Christy Hovanetz, Ph.D., is a Senior Policy Fellow for ExcelinEd focusing on school accountability and math policies.
Here’s a math fact: There are 9,223,372,036,854,775,808 different ways you can complete the 64-team March Madness bracket for this month’s college basketball tournament.
That means you have about a 1 in 9.2 quintillion—or 1 in 263—chance of picking the “perfect bracket,” or correctly predicting the outcome of every game throughout the tournament.
For reference, if you filled out 1 billion random brackets every single second for 100 straight years, you would still be 6 quintillion brackets shy of 9.2 quintillion. Still hard to quantify? There are only 7.5 quintillion grains of sand on all the Earth’s beaches and deserts—that’s 1.7 quintillion fewer than all the bracket possibilities!
The sports bracket isn’t new. It was first used in 1851 when British chess champion Howard Staunton organized the world’s first single-elimination international chess tournament for the Great Exhibition in London. (We can debate later about the sportiness of chess.*)
Staunton created the bracket with random pairings, with the winners randomly drawing their opponent for each upcoming round until a champion was crowned. He believed this approach would result in the two best chess players facing each other for the final game.
But that didn’t happen.
As contestants pointed out, there was fault in Staunton’s logic. That’s because the random draws sometimes resulted in two of the best players competing in the first round and one being eliminated, while two less skilled players were sometimes paired, guaranteeing one would advance. To solve this, they came up with the idea of ranking, or “seeding,” the contestants to ensure the best two players had a chance to battle it out in the championship game.
Seeding is still used today, and it’s how team pairings are made for the March Madness bracket. Teams are rewarded for their performance during regular season play, with the better teams earning a higher seed. Their reward is playing lower-ranked teams in the first round.
By knowing a little bit about basketball, like seeding, and adding in a little math (specifically, regression analysis), you can increase your odds of picking a successful bracket. By factoring in basketball’s many, many variables—such as wins, losses, home court advantage, field goals made, free throws made, number of three-pointers, experience of players, coaches’ years of experience, team rank, offense rank, defense rank, region rank, minutes played, etc.—you can model outcomes and relationships and therefore improve your bracket picks.

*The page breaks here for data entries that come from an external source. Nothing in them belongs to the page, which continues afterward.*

use super::amount::Amount;
use super::request::DonationRequest;
use crate::error::Result;
use async_trait::async_trait;
use serde::{Deserialize, Serialize};

/// What the payment gateway reported for one donation request.
#[derive(Debug, Clone, PartialEq, Eq, Serialize, Deserialize)]
#[serde(tag = "status", rename_all = "lowercase")]
pub enum GatewayOutcome {
    Success {
        #[serde(rename = "transactionId")]
        transaction_id: String,
    },
    Cancelled,
    Error {
        message: String,
    },
}

#[derive(Debug, Clone, Copy, PartialEq, Eq, Serialize)]
#[serde(rename_all = "lowercase")]
pub enum NotificationKind {
    Info,
    Error,
}

/// Short user-visible feedback, shown as a toast by the UI shell.
#[derive(Debug, Clone, PartialEq, Eq, Serialize)]
pub struct Notification {
    pub kind: NotificationKind,
    pub title: String,
    pub detail: String,
}

impl Notification {
    pub fn info(title: impl Into<String>, detail: impl Into<String>) -> Self {
        Self {
            kind: NotificationKind::Info,
            title: title.into(),
            detail: detail.into(),
        }
    }

    pub fn error(title: impl Into<String>, detail: impl Into<String>) -> Self {
        Self {
            kind: NotificationKind::Error,
            title: title.into(),
            detail: detail.into(),
        }
    }
}

#[derive(Debug, Clone, PartialEq, Eq, Serialize)]
pub struct Receipt {
    pub donor_email: String,
    pub amount: Amount,
    pub transaction_id: String,
}

/// Settles donations. Implementations must resolve in bounded time; the
/// controller still enforces its own deadline.
#[async_trait]
pub trait PaymentGateway: Send + Sync {
    async fn submit_donation(&self, request: &DonationRequest) -> Result<GatewayOutcome>;
}

/// Fire-and-forget user feedback. Errors are logged by the caller and
/// otherwise ignored.
pub trait Notifier: Send + Sync {
    fn notify(&self, notification: Notification) -> Result<()>;
}

pub trait Router: Send + Sync {
    fn navigate_to(&self, path: &str) -> Result<()>;
}

/// Best-effort receipt delivery after a successful donation.
#[async_trait]
pub trait ReceiptSender: Send + Sync {
    async fn send_receipt(&self, receipt: Receipt) -> Result<()>;
}

pub type PaymentGatewayBox = Box<dyn PaymentGateway>;
pub type NotifierBox = Box<dyn Notifier>;
pub type RouterBox = Box<dyn Router>;
pub type ReceiptSenderBox = Box<dyn ReceiptSender>;
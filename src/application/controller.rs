use super::outcome::{PAYMENT_FAILED_DETAIL, PAYMENT_FAILED_TITLE};
use crate::config::IntakeConfig;
use crate::domain::amount::Amount;
use crate::domain::ports::{
    GatewayOutcome, Notification, NotifierBox, PaymentGatewayBox, Receipt, ReceiptSenderBox,
    RouterBox,
};
use crate::domain::request::{DonationRequest, DonationSnapshot, ValidationErrors};
use crate::domain::state::{FailureReason, SubmissionEvent, SubmissionState};
use crate::error::Result;
use tokio::sync::{RwLock, watch};
use tracing::{debug, info, instrument, warn};

/// What a call to [`SubmissionController::submit`] did.
#[derive(Debug, Clone, PartialEq, Eq)]
pub enum SubmitOutcome {
    /// Another attempt was still validating or submitting; nothing happened.
    AlreadyInFlight,
    /// The controller was torn down; nothing happened.
    Unmounted,
    /// Validation failed and the gateway was not contacted.
    Rejected(ValidationErrors),
    /// The attempt reached a terminal state.
    Completed(SubmissionState),
    /// The controller was torn down while the gateway call was outstanding,
    /// or a newer attempt had replaced this one. The response, if any, was
    /// dropped.
    Discarded,
}

#[derive(Debug, Default)]
struct AttemptState {
    current: SubmissionState,
    attempt: u64,
    amount: Option<Amount>,
}

impl AttemptState {
    fn apply(&mut self, event: SubmissionEvent) -> Result<()> {
        let from = self.current.name();
        let event_name = event.name();
        // a refused event leaves the current state in place
        self.current = self.current.clone().transition(event)?;
        debug!(
            attempt = self.attempt,
            from,
            event = event_name,
            to = self.current.name(),
            "Submission state changed"
        );
        Ok(())
    }
}

/// Drives a donation attempt from validation through the payment gateway to
/// a terminal state.
///
/// Holds the only copy of the [`SubmissionState`]. The state lock is never
/// held while the gateway is awaited, so a second `submit` arriving during
/// that window sees `Submitting` and returns straight away.
pub struct SubmissionController {
    state: RwLock<AttemptState>,
    gateway: PaymentGatewayBox,
    notifier: NotifierBox,
    router: RouterBox,
    receipts: ReceiptSenderBox,
    config: IntakeConfig,
    mounted: watch::Sender<bool>,
}

impl SubmissionController {
    pub fn new(
        config: IntakeConfig,
        gateway: PaymentGatewayBox,
        notifier: NotifierBox,
        router: RouterBox,
        receipts: ReceiptSenderBox,
    ) -> Self {
        let (mounted, _) = watch::channel(true);
        Self {
            state: RwLock::new(AttemptState::default()),
            gateway,
            notifier,
            router,
            receipts,
            config,
            mounted,
        }
    }

    pub fn config(&self) -> &IntakeConfig {
        &self.config
    }

    pub async fn state(&self) -> SubmissionState {
        self.state.read().await.current.clone()
    }

    /// Amount of the most recent attempt that passed validation.
    pub async fn last_amount(&self) -> Option<Amount> {
        self.state.read().await.amount
    }

    pub fn is_mounted(&self) -> bool {
        *self.mounted.borrow()
    }

    /// Marks the page as gone. An outstanding gateway call is abandoned and
    /// nothing it returns is applied.
    pub fn teardown(&self) {
        if self.mounted.send_replace(false) {
            info!("Donation controller torn down");
        }
    }

    /// Validates `snapshot` and, if it is acceptable, sends it to the payment
    /// gateway.
    pub async fn submit(&self, snapshot: DonationSnapshot) -> Result<SubmitOutcome> {
        if !self.is_mounted() {
            return Ok(SubmitOutcome::Unmounted);
        }

        let (attempt, request) = {
            let mut state = self.state.write().await;
            if state.current.is_in_flight() {
                debug!(attempt = state.attempt, "Submit ignored, attempt in flight");
                return Ok(SubmitOutcome::AlreadyInFlight);
            }
            if state.current.is_terminal() {
                state.apply(SubmissionEvent::Reset)?;
            }
            state.attempt += 1;
            state.amount = None;
            state.apply(SubmissionEvent::Begin)?;

            match snapshot.validate() {
                Ok(request) => {
                    state.apply(SubmissionEvent::Accepted)?;
                    state.amount = Some(request.amount());
                    (state.attempt, request)
                }
                Err(errors) => {
                    state.apply(SubmissionEvent::Rejected(errors.clone()))?;
                    drop(state);
                    info!(errors = errors.len(), "Donation rejected by validation");
                    for error in errors.iter() {
                        self.notify(Notification::error(error.title(), error.detail()));
                    }
                    return Ok(SubmitOutcome::Rejected(errors));
                }
            }
        };

        self.notify(Notification::info(
            "Processing donation...",
            format!("Thank you for your {} donation!", request.amount()),
        ));

        let Some(event) = self.call_gateway(attempt, &request).await else {
            info!(attempt, "Gateway response discarded after teardown");
            return Ok(SubmitOutcome::Discarded);
        };

        let next = {
            let mut state = self.state.write().await;
            if !self.is_mounted() {
                info!(attempt, "Gateway response discarded after teardown");
                return Ok(SubmitOutcome::Discarded);
            }
            if state.attempt != attempt {
                info!(
                    attempt,
                    current = state.attempt,
                    "Gateway response discarded, attempt superseded"
                );
                return Ok(SubmitOutcome::Discarded);
            }
            state.apply(event)?;
            state.current.clone()
        };

        self.finish(&next, &request).await;
        Ok(SubmitOutcome::Completed(next))
    }

    /// Clears a validation failure once the user starts correcting input.
    pub async fn on_field_edited(&self) -> Result<()> {
        let mut state = self.state.write().await;
        if matches!(
            state.current,
            SubmissionState::Failed(FailureReason::Validation(_))
        ) {
            state.apply(SubmissionEvent::Reset)?;
        }
        Ok(())
    }

    /// Returns to `Idle` from a terminal state. Refused while an attempt is
    /// validating or submitting; the state is left as it was.
    pub async fn reset(&self) -> Result<()> {
        let mut state = self.state.write().await;
        if state.current != SubmissionState::Idle {
            state.apply(SubmissionEvent::Reset)?;
        }
        Ok(())
    }

    pub fn return_home(&self) -> Result<()> {
        self.router.navigate_to(&self.config.home_path)
    }

    /// Awaits the gateway under the configured deadline. Yields `None` if the
    /// controller is torn down first.
    #[instrument(
        skip(self, request),
        fields(amount = %request.amount(), method = %request.payment_method())
    )]
    async fn call_gateway(
        &self,
        attempt: u64,
        request: &DonationRequest,
    ) -> Option<SubmissionEvent> {
        let mut mounted = self.mounted.subscribe();
        let deadline = self.config.gateway_timeout();

        tokio::select! {
            result = tokio::time::timeout(deadline, self.gateway.submit_donation(request)) => {
                Some(match result {
                    Ok(Ok(outcome)) => SubmissionEvent::Resolved(outcome),
                    Ok(Err(e)) => {
                        warn!(attempt, error = %e, "Gateway call failed");
                        SubmissionEvent::Resolved(GatewayOutcome::Error {
                            message: e.to_string(),
                        })
                    }
                    Err(_) => {
                        warn!(
                            attempt,
                            timeout_ms = self.config.gateway_timeout_ms,
                            "Gateway call timed out"
                        );
                        SubmissionEvent::TimedOut
                    }
                })
            }
            _ = mounted.wait_for(|still_mounted| !*still_mounted) => None,
        }
    }

    async fn finish(&self, state: &SubmissionState, request: &DonationRequest) {
        match state {
            SubmissionState::Succeeded(transaction_id) => {
                info!(transaction_id = %transaction_id, amount = %request.amount(), "Donation succeeded");
                self.navigate(&self.config.success_path);
                let receipt = Receipt {
                    donor_email: request.donor_email().to_string(),
                    amount: request.amount(),
                    transaction_id: transaction_id.clone(),
                };
                let deadline = self.config.gateway_timeout();
                match tokio::time::timeout(deadline, self.receipts.send_receipt(receipt)).await {
                    Ok(Ok(())) => {}
                    Ok(Err(e)) => {
                        warn!(transaction_id = %transaction_id, error = %e, "Receipt delivery failed");
                    }
                    Err(_) => {
                        warn!(transaction_id = %transaction_id, "Receipt delivery timed out");
                    }
                }
            }
            SubmissionState::Cancelled => {
                info!("Donation cancelled by donor");
                self.navigate(&self.config.cancel_path);
            }
            SubmissionState::Failed(reason) => {
                info!(reason = ?reason, "Donation failed");
                self.notify(Notification::error(PAYMENT_FAILED_TITLE, PAYMENT_FAILED_DETAIL));
            }
            SubmissionState::Idle | SubmissionState::Validating | SubmissionState::Submitting => {}
        }
    }

    fn navigate(&self, path: &str) {
        if let Err(e) = self.router.navigate_to(path) {
            warn!(path, error = %e, "Navigation failed");
        }
    }

    fn notify(&self, notification: Notification) {
        if let Err(e) = self.notifier.notify(notification) {
            warn!(error = %e, "Notification failed");
        }
    }
}
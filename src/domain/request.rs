use super::amount::{Amount, AmountSelector};
use super::donor::DonorInfoCollector;
use super::payment_method::{PaymentMethod, PaymentMethodSelector};
use rust_decimal::Decimal;
use serde::Serialize;
use std::fmt;

pub const DEFAULT_CURRENCY: &str = "usd";

/// A single problem found while validating a donation.
#[derive(Debug, Clone, Copy, PartialEq, Eq, Hash, Serialize)]
#[serde(rename_all = "snake_case")]
pub enum ValidationError {
    Amount,
    Email,
}

impl ValidationError {
    pub fn title(&self) -> &'static str {
        match self {
            ValidationError::Amount => "Please select an amount",
            ValidationError::Email => "Email required",
        }
    }

    pub fn detail(&self) -> &'static str {
        match self {
            ValidationError::Amount => "Enter a valid donation amount of at least $1.00 to continue.",
            ValidationError::Email => {
                "Please enter a valid email to receive your donation receipt."
            }
        }
    }
}

impl fmt::Display for ValidationError {
    fn fmt(&self, f: &mut fmt::Formatter<'_>) -> fmt::Result {
        write!(f, "{}: {}", self.title(), self.detail())
    }
}

/// Every validation problem found in one pass, in check order.
#[derive(Debug, Clone, Default, PartialEq, Eq, Serialize)]
#[serde(transparent)]
pub struct ValidationErrors(Vec<ValidationError>);

impl ValidationErrors {
    pub fn contains(&self, error: ValidationError) -> bool {
        self.0.contains(&error)
    }

    pub fn is_empty(&self) -> bool {
        self.0.is_empty()
    }

    pub fn len(&self) -> usize {
        self.0.len()
    }

    pub fn iter(&self) -> impl Iterator<Item = &ValidationError> {
        self.0.iter()
    }

    fn push(&mut self, error: ValidationError) {
        self.0.push(error);
    }
}

/// A consistent read of all form sub-state, taken at the moment of submit.
#[derive(Debug, Clone, Default, PartialEq)]
pub struct DonationSnapshot {
    pub amount: Option<Decimal>,
    pub donor: DonorInfoCollector,
    pub payment_method: PaymentMethod,
}

impl DonationSnapshot {
    pub fn capture(
        amount: &AmountSelector,
        donor: &DonorInfoCollector,
        payment: &PaymentMethodSelector,
    ) -> Self {
        Self {
            amount: amount.final_amount(),
            donor: donor.clone(),
            payment_method: payment.current(),
        }
    }

    /// Checks amount then email, collecting every failure.
    ///
    /// On success the returned request is the only thing handed to the
    /// payment gateway.
    pub fn validate(&self) -> Result<DonationRequest, ValidationErrors> {
        let mut errors = ValidationErrors::default();

        let amount = self.amount.and_then(|value| Amount::new(value).ok());
        if amount.is_none() {
            errors.push(ValidationError::Amount);
        }

        let email = self
            .donor
            .email()
            .filter(|_| self.donor.is_email_well_formed());
        if email.is_none() {
            errors.push(ValidationError::Email);
        }

        match (amount, email) {
            (Some(amount), Some(donor_email)) => Ok(DonationRequest {
                amount,
                donor_name: self.donor.name(),
                donor_email,
                donor_phone: self.donor.phone(),
                dedication_message: self.donor.dedication_message(),
                payment_method: self.payment_method,
                currency: DEFAULT_CURRENCY.to_string(),
            }),
            _ => Err(errors),
        }
    }
}

/// The validated donation handed to the payment gateway.
///
/// Built fresh for every attempt and never modified afterwards.
#[derive(Debug, Clone, PartialEq, Serialize)]
#[serde(rename_all = "camelCase")]
pub struct DonationRequest {
    amount: Amount,
    donor_name: Option<String>,
    donor_email: String,
    donor_phone: Option<String>,
    dedication_message: Option<String>,
    payment_method: PaymentMethod,
    currency: String,
}

impl DonationRequest {
    pub fn amount(&self) -> Amount {
        self.amount
    }

    pub fn amount_minor_units(&self) -> Option<i64> {
        self.amount.minor_units()
    }

    pub fn donor_name(&self) -> Option<&str> {
        self.donor_name.as_deref()
    }

    pub fn donor_email(&self) -> &str {
        &self.donor_email
    }

    pub fn donor_phone(&self) -> Option<&str> {
        self.donor_phone.as_deref()
    }

    pub fn dedication_message(&self) -> Option<&str> {
        self.dedication_message.as_deref()
    }

    pub fn payment_method(&self) -> PaymentMethod {
        self.payment_method
    }

    pub fn currency(&self) -> &str {
        &self.currency
    }
}

#[cfg(test)]
mod tests {
    use super::*;
    use rust_decimal_macros::dec;

    fn snapshot(amount: Option<Decimal>, email: &str) -> DonationSnapshot {
        let mut donor = DonorInfoCollector::new();
        donor.set_email(email);
        DonationSnapshot {
            amount,
            donor,
            payment_method: PaymentMethod::Card,
        }
    }

    #[test]
    fn test_valid_snapshot_builds_request() {
        let mut snapshot = snapshot(Some(dec!(50)), "a@b.com");
        snapshot.donor.set_name("Jane Doe");
        snapshot.payment_method = PaymentMethod::PayPal;

        let request = snapshot.validate().unwrap();
        assert_eq!(request.amount().value(), dec!(50));
        assert_eq!(request.amount_minor_units(), Some(5000));
        assert_eq!(request.donor_email(), "a@b.com");
        assert_eq!(request.donor_name(), Some("Jane Doe"));
        assert_eq!(request.donor_phone(), None);
        assert_eq!(request.payment_method(), PaymentMethod::PayPal);
        assert_eq!(request.currency(), "usd");
    }

    #[test]
    fn test_all_errors_are_collected() {
        let errors = snapshot(None, "").validate().unwrap_err();
        assert_eq!(errors.len(), 2);
        assert!(errors.contains(ValidationError::Amount));
        assert!(errors.contains(ValidationError::Email));
    }

    #[test]
    fn test_amount_below_minimum_is_rejected() {
        let errors = snapshot(Some(dec!(0.50)), "a@b.com").validate().unwrap_err();
        assert!(errors.contains(ValidationError::Amount));
        assert!(!errors.contains(ValidationError::Email));
    }

    #[test]
    fn test_malformed_email_is_rejected() {
        let errors = snapshot(Some(dec!(25)), "a@b").validate().unwrap_err();
        assert!(errors.contains(ValidationError::Email));
        assert!(!errors.contains(ValidationError::Amount));
    }

    #[test]
    fn test_request_serializes_camel_case() {
        let request = snapshot(Some(dec!(15.50)), "a@b.com").validate().unwrap();
        let json = serde_json::to_value(&request).unwrap();
        assert_eq!(json["donorEmail"], "a@b.com");
        assert_eq!(json["paymentMethod"], "card");
        assert_eq!(json["amount"], "15.50");
        assert!(json["donorName"].is_null());
    }
}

Using statistical methods, researchers have reliably picked about 70 percent of the games correctly, compared to the average of just under 62 percent. Even with all the data available to make more informed decisions, the late DePaul professor Jeff Bergen still figured the odds of picking a perfect bracket is 1 in 128 billion.
Since 1985, with the creation of a 64-team playoff bracket, no perfect bracket has ever been recorded. The longest a bracket has stayed perfect was when Gregg Nigl, a neuropsychologist from Columbus, Ohio, had the first verified bracket ever to remain perfect through to the Sweet 16, the tournament’s final group of teams playing for the national championship. His bracket correctly predicted the first 49 games of the 2019 tournament.
These super-long odds might be why investor and billionaire Warren Buffett confidently offered $1 billion in 2014 to anyone completing the perfect bracket, which no one did. He’s still rumored to offer employees $1 million a year for life every March when basketball madness comes around.
March is the perfect month to stop the madness around declining math performance. Don’t pawn off this task to your mate. Check out ExcelinEd’s fundamental principles and comprehensive K-8 math model policy—resources based on findings from the National Mathematics Advisory Panel—to pick a winning policy.
*Chess is competitive, requires extensive skills, is physically demanding, promotes international fervor—and was officially recognized as a sport in 1999 by the International Olympic Committee. Although advocates persistently promote the inclusion of chess as a medaling sport at the Olympics, it will not be debuted in Paris 2024. Maybe Los Angeles in 2028?
Did you know?
A sports bracket is called a bracket because, well, the contestants are paired up via lines that look like punctuation brackets ] [. You can view a bracket—and follow this year’s tournament results—on the National Collegiate Athletic Association (NCAA) website.